Title: Kiss That Girl

Author: Lexie Jayne

Feedback: Would be lovely if you feel inclined.

Rating: PG

Notes: This chapter was incredibly hard to write, and you'll understand why once you read it. I hope you enjoy this chapter. Chapter 12 will be online before Christmas Day, just to give you an idea of time frame.

Warnings: Language

Disclaimer: Lexy belongs to me. Tawny indirectly belongs to Kara. Everyone else belongs to James Cameron and FOX, even though they so don't deserve them. No profit is being made, I swear.
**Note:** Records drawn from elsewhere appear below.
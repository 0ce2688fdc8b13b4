//! Extractors that reject with `ApiError`, so malformed bodies, paths and
//! query strings answer with the same JSON error shape as everything else.

use axum::extract::{FromRequest, FromRequestParts};

use crate::error::ApiError;

#[derive(FromRequest)]
#[from_request(via(axum::Json), rejection(ApiError))]
pub struct AppJson<T>(pub T);

#[derive(FromRequestParts)]
#[from_request(via(axum::extract::Path), rejection(ApiError))]
pub struct AppPath<T>(pub T);

#[derive(FromRequestParts)]
#[from_request(via(axum::extract::Query), rejection(ApiError))]
pub struct AppQuery<T>(pub T);
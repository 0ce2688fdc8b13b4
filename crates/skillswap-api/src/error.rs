use axum::{
    Json,
    extract::rejection::{JsonRejection, PathRejection, QueryRejection},
    http::StatusCode,
    response::IntoResponse,
};
use tracing::{debug, error, warn};

use skillswap_db::StoreError;
use skillswap_types::api::ErrorResponse;

/// Error returned by every handler. Carries a stable machine-readable code
/// plus optional human-readable details.
#[derive(Debug)]
pub struct ApiError {
    status: StatusCode,
    code: &'static str,
    details: Option<String>,
}

impl ApiError {
    pub fn new(status: StatusCode, code: &'static str) -> Self {
        Self {
            status,
            code,
            details: None,
        }
    }

    pub fn with_details(mut self, details: impl Into<String>) -> Self {
        self.details = Some(details.into());
        self
    }

    pub fn validation(details: impl Into<String>) -> Self {
        Self::new(StatusCode::BAD_REQUEST, "validation_error").with_details(details)
    }

    pub fn internal() -> Self {
        Self::new(StatusCode::INTERNAL_SERVER_ERROR, "internal_error")
    }

    pub fn status(&self) -> StatusCode {
        self.status
    }

    pub fn code(&self) -> &'static str {
        self.code
    }
}

impl From<StoreError> for ApiError {
    fn from(err: StoreError) -> Self {
        let (status, code) = match &err {
            StoreError::Validation(_) => (StatusCode::BAD_REQUEST, "validation_error"),
            StoreError::NotFound { .. } => (StatusCode::NOT_FOUND, "not_found"),
            StoreError::InvalidTransition(_) | StoreError::AlreadyCompleted(_) => {
                (StatusCode::CONFLICT, "invalid_transition")
            }
            StoreError::Conflict(_) => (StatusCode::CONFLICT, "conflict"),
            StoreError::Forbidden { .. } => (StatusCode::FORBIDDEN, "forbidden"),
            StoreError::AlreadyExists(_) => (StatusCode::CONFLICT, "already_exists"),
            StoreError::Storage(_) | StoreError::Internal(_) => {
                // Storage details stay in the log, not in the response.
                error!("Store failure: {}", err);
                return Self::internal();
            }
        };

        match status {
            StatusCode::FORBIDDEN => warn!("Rejected request: {}", err),
            _ => debug!("Rejected request: {}", err),
        }

        Self::new(status, code).with_details(err.to_string())
    }
}

impl From<JsonRejection> for ApiError {
    fn from(rejection: JsonRejection) -> Self {
        debug!("Rejected body: {}", rejection.body_text());
        Self::validation(rejection.body_text())
    }
}

impl From<PathRejection> for ApiError {
    fn from(rejection: PathRejection) -> Self {
        Self::validation(rejection.body_text())
    }
}

impl From<QueryRejection> for ApiError {
    fn from(rejection: QueryRejection) -> Self {
        Self::validation(rejection.body_text())
    }
}

impl IntoResponse for ApiError {
    fn into_response(self) -> axum::response::Response {
        let body = Json(ErrorResponse {
            error: self.code.to_string(),
            details: self.details,
        });
        (self.status, body).into_response()
    }
}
After sitting in the bath for most of the afternoon, with a collection of bloody glass shards next to me, trying my hardest not to cry and to stop shaking, I managed to limp from the bathroom to get my bathrobe and some bandages; my left thigh was now a crisscrossed mess of cuts and blood. We didn't have many first aid supplies in the apartment – we hadn't really had any need for them before now and had saved our money.

There was a slightly yellowed piece of gauze and a few pieces of medical tape left; it would have to do until I decided to work to the drug store to get some better supplies.
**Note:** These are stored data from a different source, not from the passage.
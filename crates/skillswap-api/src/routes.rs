use axum::{
    Json, Router, middleware,
    response::IntoResponse,
    routing::{get, patch, post},
};
use serde_json::json;

use crate::interactions;
use crate::middleware::require_actor;
use crate::state::AppState;
use crate::swap_requests;
use crate::users;

/// Every route of the service. Reads are open; writes need `X-User-Id`.
pub fn router(state: AppState) -> Router {
    let public_routes = Router::new()
        .route("/health", get(health))
        .route("/users", post(users::create_user))
        .route("/users/{user_id}", get(users::get_user))
        .route("/swap-requests/{swap_request_id}", get(swap_requests::get_swap_request))
        .route(
            "/swap-requests/{swap_request_id}/interactions",
            get(interactions::list_interactions),
        )
        .route("/interactions/{interaction_id}", get(interactions::get_interaction))
        .with_state(state.clone());

    let actor_routes = Router::new()
        .route("/swap-requests", post(swap_requests::create_swap_request))
        .route(
            "/swap-requests/{swap_request_id}/interactions",
            post(interactions::create_interaction),
        )
        .route(
            "/interactions/{interaction_id}/updates",
            post(interactions::append_update),
        )
        .route(
            "/interactions/{interaction_id}/status",
            patch(interactions::set_status),
        )
        .route("/interactions/{interaction_id}/accept", post(interactions::accept))
        .route("/interactions/{interaction_id}/reject", post(interactions::reject))
        .route("/interactions/{interaction_id}/complete", post(interactions::complete))
        .layer(middleware::from_fn(require_actor))
        .with_state(state);

    Router::new().merge(public_routes).merge(actor_routes)
}

async fn health() -> impl IntoResponse {
    Json(json!({ "status": "ok" }))
}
I crept around the apartment like the Texan was listening at the door. I didn't bother getting changed, but put my pajamas on and braided my hair. I folded the laundry I'd done and left Tawny's on his bed, whilst I waited for Tawny to return home; I jumped every time I heard someone walk along the corridor. Neither Tawny nor I had bothered to get to know our neighbours, and I'd only seen two or three other people who lived in our building, which had around one hundred apartments in it.

It was typical that Tawny would get home late that evening; by that time, I was practically crawling up the walls, I was so jumpy.

"Hey Lex," Tawny dropped the paper bag of our dinner on the counter and shrugged out of his jacket. "There was a freaking accident at the site; bloody wires were screwed the second we wired them in, there was going to be problems…"

"Cheaper is better," I shrugged, hovering close to him. "Did you fix it?"

"Nah. After fourteen hours, they stop paying us. If the freaking site burns to the ground, they deserve it. Hungry?"

"Starving," I said, slipping into the kitchen for cans of soda and some plates. We sat hunched over food silently for a few minutes before Tawny flicked a corn chip at me.

"You had an okay day?"

"It was long," I said slowly, taking a bite of my food. "But Mr. Webster is giving me tomorrow off – unpaid."

"You should relax and get some sleep; you look like death warmed over." Tawny leant over and stole some of my enchilada, his arm brushing against mine and I swallowed hard. Tomorrow, our breakfast was tomorrow.

"Like I said, I had a long day," I sat back and watched him eat most of my food. The thought of breakfast the next day had taken a weight off my shoulders; we'd sit down and discuss how we felt like reasonable adults, and how we'd make it work. Other people had made relationships work, even with age differences. We could do it. The cold feeling that had clenched my stomach since the market place was slowly disappearing.

"Get off," I shoved Tawny away from my plate, which was now half empty, and reclaimed my fork. "What time are we heading off to breakfast tomorrow?"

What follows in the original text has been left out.